- [Task to carry out]
Check every line of the material for the word "impl". Copy those that have it.
┌──
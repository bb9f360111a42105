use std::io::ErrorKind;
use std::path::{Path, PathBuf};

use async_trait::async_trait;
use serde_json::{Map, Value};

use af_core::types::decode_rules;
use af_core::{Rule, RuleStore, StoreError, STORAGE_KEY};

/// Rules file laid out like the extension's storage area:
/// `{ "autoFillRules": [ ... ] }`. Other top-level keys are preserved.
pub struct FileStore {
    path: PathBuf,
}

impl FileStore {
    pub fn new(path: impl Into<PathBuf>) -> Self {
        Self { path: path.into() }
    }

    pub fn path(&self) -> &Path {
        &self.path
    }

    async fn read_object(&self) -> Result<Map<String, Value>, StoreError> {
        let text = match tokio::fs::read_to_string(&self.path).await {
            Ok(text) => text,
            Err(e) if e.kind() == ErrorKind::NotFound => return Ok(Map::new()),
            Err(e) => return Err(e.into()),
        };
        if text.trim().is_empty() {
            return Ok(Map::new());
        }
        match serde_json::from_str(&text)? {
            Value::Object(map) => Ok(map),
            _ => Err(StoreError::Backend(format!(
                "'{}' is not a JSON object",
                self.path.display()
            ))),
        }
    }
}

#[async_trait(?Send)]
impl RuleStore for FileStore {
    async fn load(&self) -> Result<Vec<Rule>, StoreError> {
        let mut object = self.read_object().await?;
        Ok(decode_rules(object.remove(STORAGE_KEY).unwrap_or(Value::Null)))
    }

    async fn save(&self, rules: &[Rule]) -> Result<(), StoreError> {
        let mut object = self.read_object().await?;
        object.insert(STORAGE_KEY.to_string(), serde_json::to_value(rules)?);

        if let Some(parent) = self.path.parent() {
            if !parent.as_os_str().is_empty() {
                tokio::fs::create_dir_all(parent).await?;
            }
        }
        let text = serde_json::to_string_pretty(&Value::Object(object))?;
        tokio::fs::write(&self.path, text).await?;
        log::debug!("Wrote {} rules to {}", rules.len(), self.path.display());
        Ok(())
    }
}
└──
- [Solved problem]
impl FileStore {
    pub fn new(path: impl Into<PathBuf>) -> Self {
impl RuleStore for FileStore {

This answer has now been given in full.